Hire them all, almost.

Interviews today, three out of four were damn fine candidates, all willing and wanting to work for not a lot of money because it's not working for The Man. I sat and listened to artists speak about what is important in the world, how experience and joy trumps the dollar. Granted, experience and joy generally don't pay enough to pay the mortgage, but sometimes they do, and we find out that we're getting by just fine.

I don't know how M. will say no to any of those three. Such earnest souls, people who get why we do what we do, here at the Glass Factory. Just about makes me weep, the honesty of each of them, the insight.

And then there was the fourth one, who arrived thirty minutes early, was loud and overbearing with one of those old-girl smoker's coughs, her voice gravelled down somewhere deep inside her lungs. Appeared to be older than me but, I'm guessing, was probably not. A helluva lot of really hard living hung about her like a sooty cloud. Her jag-toothed, leering smile. Oy.
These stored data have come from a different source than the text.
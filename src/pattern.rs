//! Compiled glob/regex patterns.
//!
//! Every pattern in the rule tables is compiled once, at configuration load,
//! into a [`PatternMatcher`]. Matching is then a pure predicate that cannot
//! fail at request time.
//!
//! | Syntax | Kind | Semantics |
//! |--------|------|-----------|
//! | `*@company.com` | glob | whole-string, case-insensitive (`*`, `?`, `[..]`) |
//! | `regex:^proj-` | regex | unanchored unless the pattern anchors itself |
//! | `/^proj-/` | regex | same as `regex:` |

use std::fmt;

use glob::{MatchOptions, Pattern};
use regex::Regex;

use crate::{Error, Result};

const GLOB_OPTIONS: MatchOptions = MatchOptions {
    case_sensitive: false,
    require_literal_separator: false,
    require_literal_leading_dot: false,
};

/// A pattern compiled once and matched many times.
#[derive(Clone)]
pub enum PatternMatcher {
    /// Shell-style glob, matched against the whole input.
    Glob(Pattern),
    /// Regular expression, matched anywhere in the input.
    Regex(Regex),
}

impl PatternMatcher {
    /// Compile a glob pattern.
    pub fn glob(pattern: &str) -> Result<Self> {
        Pattern::new(pattern)
            .map(Self::Glob)
            .map_err(|e| Error::Config(format!("Invalid glob pattern '{pattern}': {e}")))
    }

    /// Compile a regular expression.
    pub fn regex(pattern: &str) -> Result<Self> {
        Regex::new(pattern)
            .map(Self::Regex)
            .map_err(|e| Error::Config(format!("Invalid regex pattern '{pattern}': {e}")))
    }

    /// Compile a pattern written in the rule-table notation.
    ///
    /// `regex:<re>` and `/<re>/` select a regex; anything else is a glob.
    pub fn parse(pattern: &str) -> Result<Self> {
        if let Some(re) = pattern.strip_prefix("regex:") {
            return Self::regex(re);
        }
        if pattern.len() >= 2 && pattern.starts_with('/') && pattern.ends_with('/') {
            return Self::regex(&pattern[1..pattern.len() - 1]);
        }
        Self::glob(pattern)
    }

    /// Returns `true` if `input` matches.
    #[must_use]
    pub fn matches(&self, input: &str) -> bool {
        match self {
            Self::Glob(p) => p.matches_with(input, GLOB_OPTIONS),
            Self::Regex(re) => re.is_match(input),
        }
    }

    /// The source text of the pattern.
    #[must_use]
    pub fn as_str(&self) -> &str {
        match self {
            Self::Glob(p) => p.as_str(),
            Self::Regex(re) => re.as_str(),
        }
    }
}

impl fmt::Debug for PatternMatcher {
    fn fmt(&self, f: &mut fmt::Formatter<'_>) -> fmt::Result {
        match self {
            Self::Glob(p) => write!(f, "Glob({:?})", p.as_str()),
            Self::Regex(re) => write!(f, "Regex({:?})", re.as_str()),
        }
    }
}

/// Compile a list of patterns, failing on the first invalid entry.
pub fn compile_all<F>(patterns: &[String], compile: F) -> Result<Vec<PatternMatcher>>
where
    F: Fn(&str) -> Result<PatternMatcher>,
{
    patterns.iter().map(|p| compile(p)).collect()
}

/// Returns `true` if any matcher accepts `input`.
#[must_use]
pub fn any_matches(matchers: &[PatternMatcher], input: &str) -> bool {
    matchers.iter().any(|m| m.matches(input))
}

#[cfg(test)]
mod tests {
    use super::*;

    #[test]
    fn glob_matches_whole_string_case_insensitively() {
        let m = PatternMatcher::glob("*@company.com").unwrap();

        assert!(m.matches("alice@company.com"));
        assert!(m.matches("Bob@Company.COM"));
        assert!(!m.matches("alice@company.com.evil.io"));
    }

    #[test]
    fn glob_question_mark_matches_single_char() {
        let m = PatternMatcher::glob("user-?").unwrap();

        assert!(m.matches("user-1"));
        assert!(!m.matches("user-12"));
    }

    #[test]
    fn regex_is_unanchored() {
        let m = PatternMatcher::regex("proj").unwrap();

        assert!(m.matches("my-proj-1"));
        assert!(!m.matches("other"));
    }

    #[test]
    fn anchored_regex_matches_full_key_only() {
        let m = PatternMatcher::regex("^proj-[0-9]+$").unwrap();

        assert!(m.matches("proj-42"));
        assert!(!m.matches("xproj-42"));
    }

    #[test]
    fn parse_selects_kind_from_notation() {
        assert!(matches!(PatternMatcher::parse("regex:^a").unwrap(), PatternMatcher::Regex(_)));
        assert!(matches!(PatternMatcher::parse("/^a/").unwrap(), PatternMatcher::Regex(_)));
        assert!(matches!(PatternMatcher::parse("a*").unwrap(), PatternMatcher::Glob(_)));
    }

    #[test]
    fn invalid_patterns_fail_at_compile_time() {
        assert!(matches!(PatternMatcher::regex("(unclosed"), Err(Error::Config(_))));
        assert!(matches!(PatternMatcher::glob("[unclosed"), Err(Error::Config(_))));
    }

    #[test]
    fn compile_all_reports_first_bad_entry() {
        let patterns = vec!["ok".to_string(), "(bad".to_string()];

        let err = compile_all(&patterns, PatternMatcher::regex).unwrap_err();

        assert!(err.to_string().contains("(bad"));
    }
}
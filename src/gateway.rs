//! Composition root.
//!
//! [`AuthGateway`] owns one instance of every component and runs the
//! token -> claims -> permission/credential -> session pipeline. Nothing is
//! global: collaborators are injected through [`Collaborators`].

use std::sync::Arc;

use serde::Serialize;
use tracing::{debug, info};

use crate::auth::{ExternalIdpManager, HttpJwksFetcher, IdpHealth, JwksFetcher, TokenValidator};
use crate::config::{Config, IdpConfig};
use crate::permissions::{
    AuditSink, CacheStats, Issue, PermissionCheckResult, PermissionService, Project, UserContext,
};
use crate::service_accounts::{
    AccountHealth, ClientFactory, CredentialStore, HttpClientFactory, ServiceAccountHealthMonitor,
    ServiceAccountMapper,
};
use crate::session::{SessionManager, SessionStats, UserSession};
use crate::{Error, Result};

/// External capabilities the gateway depends on.
pub struct Collaborators {
    /// JWKS source
    pub jwks_fetcher: Arc<dyn JwksFetcher>,
    /// Backend client builder
    pub client_factory: Arc<dyn ClientFactory>,
    /// Credential store consulted before inline tokens
    pub credential_store: Option<Arc<dyn CredentialStore>>,
    /// Audit destination (default: tracing)
    pub audit_sink: Option<Arc<dyn AuditSink>>,
}

impl Collaborators {
    /// HTTP-backed collaborators with timeouts from `config`.
    #[must_use]
    pub fn http(config: &Config) -> Self {
        Self {
            jwks_fetcher: Arc::new(HttpJwksFetcher::new(config.idp_health.timeout)),
            client_factory: Arc::new(HttpClientFactory::new(config.service_accounts.health_check.timeout)),
            credential_store: None,
            audit_sink: None,
        }
    }
}

/// Result of a successful authentication.
#[derive(Debug, Clone, Serialize)]
pub struct AuthenticatedSession {
    /// Session id for subsequent calls
    pub session_id: String,
    /// Normalized user
    pub user: UserContext,
    /// Service account bound to the session
    pub service_account_id: String,
}

/// Health of every component.
#[derive(Debug, Clone, Serialize)]
pub struct GatewayHealth {
    /// Per-issuer key fetch health
    pub identity_providers: Vec<IdpHealth>,
    /// Per-account health
    pub service_accounts: Vec<AccountHealth>,
    /// Session counters
    pub sessions: SessionStats,
    /// Permission decision cache, when enabled
    #[serde(skip_serializing_if = "Option::is_none")]
    pub permission_cache: Option<CacheStats>,
}

/// The authentication, authorization and credential-routing pipeline.
pub struct AuthGateway {
    validator: TokenValidator,
    idps: Arc<ExternalIdpManager>,
    permissions: PermissionService,
    mapper: Arc<ServiceAccountMapper>,
    monitor: ServiceAccountHealthMonitor,
    account_health_checks: bool,
    sessions: Arc<SessionManager>,
}

impl AuthGateway {
    /// Build every component from `config`.
    ///
    /// Every rule table is compiled here; a bad pattern or dangling account
    /// reference fails construction. Allow-listed issuers without an
    /// identity provider entry or static key are registered as generic
    /// providers.
    pub fn from_config(config: &Config, collaborators: Collaborators) -> Result<Self> {
        let idps = Arc::new(ExternalIdpManager::new(
            collaborators.jwks_fetcher,
            &config.idp_health,
            config.auth.key_cache_ttl,
        ));
        for idp in &config.identity_providers {
            idps.add_idp(idp)?;
        }
        for issuer in &config.auth.issuers {
            let has_static_key = config.auth.static_keys.iter().any(|k| &k.issuer == issuer);
            if !has_static_key && !idps.has_idp(issuer) {
                debug!(issuer = %issuer, "Registering allow-listed issuer as generic provider");
                idps.add_idp(&IdpConfig {
                    issuer: issuer.clone(),
                    ..IdpConfig::default()
                })?;
            }
        }

        let validator = TokenValidator::new(config.auth.clone(), Arc::clone(&idps))?;
        let permissions = PermissionService::new(config.permissions.clone(), collaborators.audit_sink)?;
        let mapper = Arc::new(ServiceAccountMapper::new(
            &config.service_accounts,
            collaborators.client_factory,
            collaborators.credential_store,
        )?);

        info!(
            issuers = idps.issuers().len(),
            accounts = mapper.account_ids().len(),
            max_sessions = config.sessions.max_sessions,
            "Auth gateway ready"
        );

        Ok(Self {
            validator,
            idps,
            permissions,
            mapper,
            monitor: ServiceAccountHealthMonitor::new(config.service_accounts.health_check.interval),
            account_health_checks: config.service_accounts.health_check.enabled,
            sessions: Arc::new(SessionManager::new(&config.sessions)),
        })
    }

    /// Validate `token`, resolve a service account, and open a session.
    pub async fn authenticate(&self, token: &str) -> Result<AuthenticatedSession> {
        let claims = Arc::new(self.validator.validate_token(token).await?);
        let user = self.permissions.extract_user_context(Arc::clone(&claims));
        let resolved = self.mapper.get_client_for_user(&claims).await?;

        let session_id = self.sessions.create_session(
            claims,
            resolved.client,
            Some(resolved.service_account_id.clone()),
        );
        info!(
            user = %user.user_id,
            issuer = %user.issuer,
            account = %resolved.service_account_id,
            "Authenticated"
        );

        Ok(AuthenticatedSession {
            session_id,
            user,
            service_account_id: resolved.service_account_id,
        })
    }

    /// Look up a live session.
    pub fn resume(&self, session_id: &str) -> Result<UserSession> {
        self.sessions
            .get_session(session_id)
            .ok_or_else(|| Error::SessionNotFound(session_id.to_string()))
    }

    /// Decide whether the session's user may invoke `tool`.
    pub fn authorize_tool(&self, session_id: &str, tool: &str) -> Result<PermissionCheckResult> {
        let user = self.user_for(session_id)?;
        Ok(self.permissions.check_tool_access(&user, tool))
    }

    /// Decide whether the session's user may access `project_key`.
    pub fn authorize_project(&self, session_id: &str, project_key: &str) -> Result<PermissionCheckResult> {
        let user = self.user_for(session_id)?;
        Ok(self.permissions.check_project_access(&user, project_key))
    }

    /// Filter a project listing for the session's user.
    pub fn filter_projects(&self, session_id: &str, projects: Vec<Project>) -> Result<Vec<Project>> {
        let user = self.user_for(session_id)?;
        Ok(self.permissions.filter_projects(&user, projects))
    }

    /// Filter an issue listing for the session's user.
    pub fn filter_issues(&self, session_id: &str, issues: Vec<Issue>) -> Result<Vec<Issue>> {
        let user = self.user_for(session_id)?;
        Ok(self.permissions.filter_issues(&user, issues))
    }

    /// Close a session. Returns `true` if it existed.
    pub fn logout(&self, session_id: &str) -> bool {
        self.sessions.remove_session(session_id)
    }

    /// Start the session sweep, identity provider probes and, when
    /// enabled, account health checks.
    pub fn start_background_tasks(&self) {
        self.sessions.start_cleanup();
        self.idps.start_monitor();
        if self.account_health_checks {
            self.monitor.start(&self.mapper);
        }
    }

    /// Stop background tasks.
    pub fn shutdown(&self) {
        self.monitor.stop();
        self.idps.stop_monitor();
        self.sessions.stop_cleanup();
        info!("Auth gateway stopped");
    }

    /// Health of every component.
    #[must_use]
    pub fn health(&self) -> GatewayHealth {
        GatewayHealth {
            identity_providers: self.idps.health_snapshot(),
            service_accounts: self.mapper.health_snapshot(),
            sessions: self.sessions.stats(),
            permission_cache: self.permissions.cache_stats(),
        }
    }

    /// Token validator.
    #[must_use]
    pub fn validator(&self) -> &TokenValidator {
        &self.validator
    }

    /// Identity provider registry.
    #[must_use]
    pub fn identity_providers(&self) -> &Arc<ExternalIdpManager> {
        &self.idps
    }

    /// Permission service.
    #[must_use]
    pub fn permissions(&self) -> &PermissionService {
        &self.permissions
    }

    /// Service account mapper.
    #[must_use]
    pub fn service_accounts(&self) -> &Arc<ServiceAccountMapper> {
        &self.mapper
    }

    /// Session manager.
    #[must_use]
    pub fn sessions(&self) -> &Arc<SessionManager> {
        &self.sessions
    }

    fn user_for(&self, session_id: &str) -> Result<UserContext> {
        let session = self.resume(session_id)?;
        Ok(UserContext::from_claims(session.claims))
    }
}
And the man with the massive hands, who I know couldn't manipulate his hands down inside most of our vases that get painted both on the outside and the inside. He was nervous, talked a lot, had a lingering sweetness. I looked at his online painting portfolio, and there was some fabulous stuff. Again, why is he applying for this job?

I don't know which one said this, but it was spot-on:

"When I work a traditional job, like retail, it zaps all my creative energy. I come home and don't want to do any of my artwork."


Yep.

For us artist/writers, that creative energy is essential to being alive.

1 comment:

  1. Maybe M will have to start-up Glass Factory 2. Sounds like a lot of untapped talent about.